Ceaseless Steam: Steampunk Stories from Beneath Ceaseless Skies Online Magazine
Page 9
She tripped and fell.
Jesper rushed to her side and the dragonflies scattered. He knelt on the crushed feldspar and extended his elbow. “My Lady!”
Her face was red. Her fine hand settled on his arm, and she looked up at him in sheepish acknowledgment. A few of her hairpins had come loose, and the careful fresco of braids coiled about her head had become paunchy and lopsided.
Oh—she was unspeakably lovely.
They stood. “Thank you, kind sir,” she said bashfully. “I’m sorry. I’m so clumsy, and I get so carried away.”
“Not at all. Are you injured?”
“No.” She did not remove her hand from his. She looked down and smoothed her rumpled frock with the other. “I’m afraid I cannot say the same for this silly old thing.”
“I am sorry.”
“I am so foolish. Have you seen where I placed my parasol?”
“It’s lovely. I mean, yes, it is over here.”
“Thank you.” She pulled away to fetch it, and the rhythm of Jesper’s heartbeat quickened, like that of a pendulum set too short. She picked up her parasol and blew on it, ineffectually, unable to disturb the pink dust or hundreds of tiny metal springs the smithing invariably shed. “I don’t believe we have met?”
Jesper raised a reverent hand to his top hat. “Jesper. Jesper Leafsmith.”
“A Leafsmith! O marvelous, delightful!” She held up her battered parasol and swiveled toward him. “You help keep this place, then?”

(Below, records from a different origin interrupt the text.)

#[cfg(test)]
#[allow(clippy::unwrap_used)]
mod tests {
    use super::*;
    use chrono::TimeZone;

    fn raw_path(file_name: &str) -> StorageFilePath {
        StorageFilePath::new("us-xx-ingest", format!("us_xx/{file_name}"))
    }

    fn manager(pool: PgPool) -> RawFileMetadataManager {
        RawFileMetadataManager::new(pool, "us_xx", IngestInstance::Primary)
    }

    #[sqlx::test]
    async fn test_discovery_is_idempotent(pool: PgPool) -> MetadataResult<()> {
        let manager = manager(pool);
        let path = raw_path("unprocessed_20210601T093000_raw_myTable.csv");

        assert!(!manager.has_raw_file_been_discovered(&path).await?);

        manager.mark_raw_file_as_discovered(&path).await?;
        let first = manager.get_raw_file_metadata(&path).await?;

        // Repeated discovery (e.g. a retried storage notification) is a
        // no-op and must not reset discovery_time.
        manager.mark_raw_file_as_discovered(&path).await?;
        let second = manager.get_raw_file_metadata(&path).await?;

        assert_eq!(first.file_id, second.file_id);
        assert_eq!(first.discovery_time, second.discovery_time);
        assert!(manager.has_raw_file_been_discovered(&path).await?);
        assert_eq!(manager.get_num_unprocessed_raw_files().await?, 1);
        Ok(())
    }

    #[sqlx::test]
    async fn test_discovery_populates_parts_from_file_name(pool: PgPool) -> MetadataResult<()> {
        let manager = manager(pool);
        let path = raw_path("unprocessed_20210601T093000_raw_myTable.csv");

        manager.mark_raw_file_as_discovered(&path).await?;
        let metadata = manager.get_raw_file_metadata(&path).await?;

        assert_eq!(metadata.region_code, "US_XX");
        assert_eq!(metadata.file_tag, "myTable");
        assert_eq!(metadata.raw_data_instance, IngestInstance::Primary);
        assert_eq!(
            metadata.datetimes_contained_upper_bound_inclusive,
            Utc.with_ymd_and_hms(2021, 6, 1, 9, 30, 0).unwrap()
        );
        assert!(metadata.processed_time.is_none());
        assert!(!metadata.is_code_table());
        Ok(())
    }

    #[sqlx::test]
    async fn test_discovery_rejects_ingest_view_paths(pool: PgPool) {
        let manager = manager(pool);
        let path = raw_path("unprocessed_20210601T093000_ingest_view_myView.csv");

        let result = manager.mark_raw_file_as_discovered(&path).await;
        assert!(matches!(result, Err(MetadataError::DataIntegrity(_))));
    }

    #[sqlx::test]
    async fn test_processing_is_exactly_once(pool: PgPool) -> MetadataResult<()> {
        let manager = manager(pool);
        let path = raw_path("unprocessed_20210601T093000_raw_myTable.csv");

        manager.mark_raw_file_as_discovered(&path).await?;
        assert!(!manager.has_raw_file_been_processed(&path).await?);

        manager.mark_raw_file_as_processed(&path).await?;
        assert!(manager.has_raw_file_been_processed(&path).await?);
        assert_eq!(manager.get_num_unprocessed_raw_files().await?, 0);

        let result = manager.mark_raw_file_as_processed(&path).await;
        assert!(matches!(result, Err(MetadataError::DataIntegrity(_))));
        Ok(())
    }

    #[sqlx::test]
    async fn test_mark_processed_requires_discovery(pool: PgPool) {
        let manager = manager(pool);
        let path = raw_path("unprocessed_20210601T093000_raw_myTable.csv");

        let result = manager.mark_raw_file_as_processed(&path).await;
        assert!(matches!(result, Err(MetadataError::NotFound(_))));
    }

    #[sqlx::test]
    async fn test_instances_do_not_share_rows(pool: PgPool) -> MetadataResult<()> {
        let primary = RawFileMetadataManager::new(pool.clone(), "us_xx", IngestInstance::Primary);
        let secondary = RawFileMetadataManager::new(pool, "us_xx", IngestInstance::Secondary);
        let path = raw_path("unprocessed_20210601T093000_raw_myTable.csv");

        primary.mark_raw_file_as_discovered(&path).await?;
        assert!(!secondary.has_raw_file_been_discovered(&path).await?);

        secondary.mark_raw_file_as_discovered(&path).await?;
        let primary_row = primary.get_raw_file_metadata(&path).await?;
        let secondary_row = secondary.get_raw_file_metadata(&path).await?;
        assert_ne!(primary_row.file_id, secondary_row.file_id);
        Ok(())
    }

    #[sqlx::test]
    async fn test_discovered_after_datetime_bound_is_exclusive(pool: PgPool) -> MetadataResult<()> {
        let manager = manager(pool);
        let first = raw_path("unprocessed_20210601T093000_raw_myTable.csv");
        let second = raw_path("unprocessed_20210602T093000_raw_myTable.csv");
        let other_tag = raw_path("unprocessed_20210603T093000_raw_otherTable.csv");

        manager.mark_raw_file_as_discovered(&first).await?;
        manager.mark_raw_file_as_discovered(&second).await?;
        manager.mark_raw_file_as_discovered(&other_tag).await?;

        let all = manager
            .get_metadata_for_raw_files_discovered_after_datetime("myTable", None)
            .await?;
        assert_eq!(all.len(), 2);

        let first_discovery = manager.get_raw_file_metadata(&first).await?.discovery_time;
        let after_first = manager
            .get_metadata_for_raw_files_discovered_after_datetime("myTable", Some(first_discovery))
            .await?;
        // Strictly-greater bound excludes the row discovered at the bound.
        assert!(after_first
            .iter()
            .all(|m| m.discovery_time > first_discovery));
        assert!(after_first.len() < all.len());
        Ok(())
    }

    #[sqlx::test]
    async fn test_invalidation_allows_rediscovery(pool: PgPool) -> MetadataResult<()> {
        let manager = manager(pool);
        let path = raw_path("unprocessed_20210601T093000_raw_myTable.csv");

        manager.mark_raw_file_as_discovered(&path).await?;
        let original = manager.get_raw_file_metadata(&path).await?;

        manager.mark_raw_file_as_invalidated(original.file_id).await?;
        assert!(!manager.has_raw_file_been_discovered(&path).await?);

        manager.mark_raw_file_as_discovered(&path).await?;
        let replacement = manager.get_raw_file_metadata(&path).await?;
        assert_ne!(original.file_id, replacement.file_id);
        assert!(!replacement.is_invalidated);
        Ok(())
    }

    #[sqlx::test]
    async fn test_summaries_group_by_tag(pool: PgPool) -> MetadataResult<()> {
        let manager = manager(pool);
        let a1 = raw_path("unprocessed_20210601T093000_raw_tagA.csv");
        let a2 = raw_path("unprocessed_20210602T093000_raw_tagA.csv");
        let b1 = raw_path("unprocessed_20210603T093000_raw_tagB.csv");

        manager.mark_raw_file_as_discovered(&a1).await?;
        manager.mark_raw_file_as_discovered(&a2).await?;
        manager.mark_raw_file_as_discovered(&b1).await?;
        manager.mark_raw_file_as_processed(&a1).await?;

        let summaries = manager.get_raw_file_metadata_summaries().await?;
        assert_eq!(summaries.len(), 2);

        let tag_a = summaries.iter().find(|s| s.file_tag == "tagA").unwrap();
        assert_eq!(tag_a.num_processed_files, 1);
        assert_eq!(tag_a.num_unprocessed_files, 1);
        assert_eq!(
            tag_a.latest_processed_upper_bound,
            Some(Utc.with_ymd_and_hms(2021, 6, 1, 9, 30, 0).unwrap())
        );

        let tag_b = summaries.iter().find(|s| s.file_tag == "tagB").unwrap();
        assert_eq!(tag_b.num_processed_files, 0);
        assert_eq!(tag_b.num_unprocessed_files, 1);
        assert!(tag_b.latest_processed_time.is_none());
        Ok(())
    }
}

Jesper smiled and his body warmed. “My Lady, I have built this place.”
Her mouth opened. She said nothing, then mutely looked about her.
A proud flush crept over the entirely of Jesper’s skin. “I started with a section of ordinary Arboretum, a space near an abandoned ore mine. The webs you see, along with the occasional plant made wholly of smithing, are maintained with Animus distillate and Elementalic cleverness. I am no Elementalor myself, so the machines that grow themselves along with the wood are not wholly my province. But all the accompanying smithlife is mine.”
She took a step closer to him, her eyes shining. “Papa gave me a magnificun scope one St. Adelayde’s Day, when I was twelve years. I loved that scope. I’d take it to Papa’s swamp, and I would spend hours watching all the wiggly, squiggly things in a drop of water. Tell me, what is it like? To see that way always?”
Jesper felt a sweat prickle along his covered scalp and under his arms. She was lauding him with her eyes. “It is not always. Only when I wish.”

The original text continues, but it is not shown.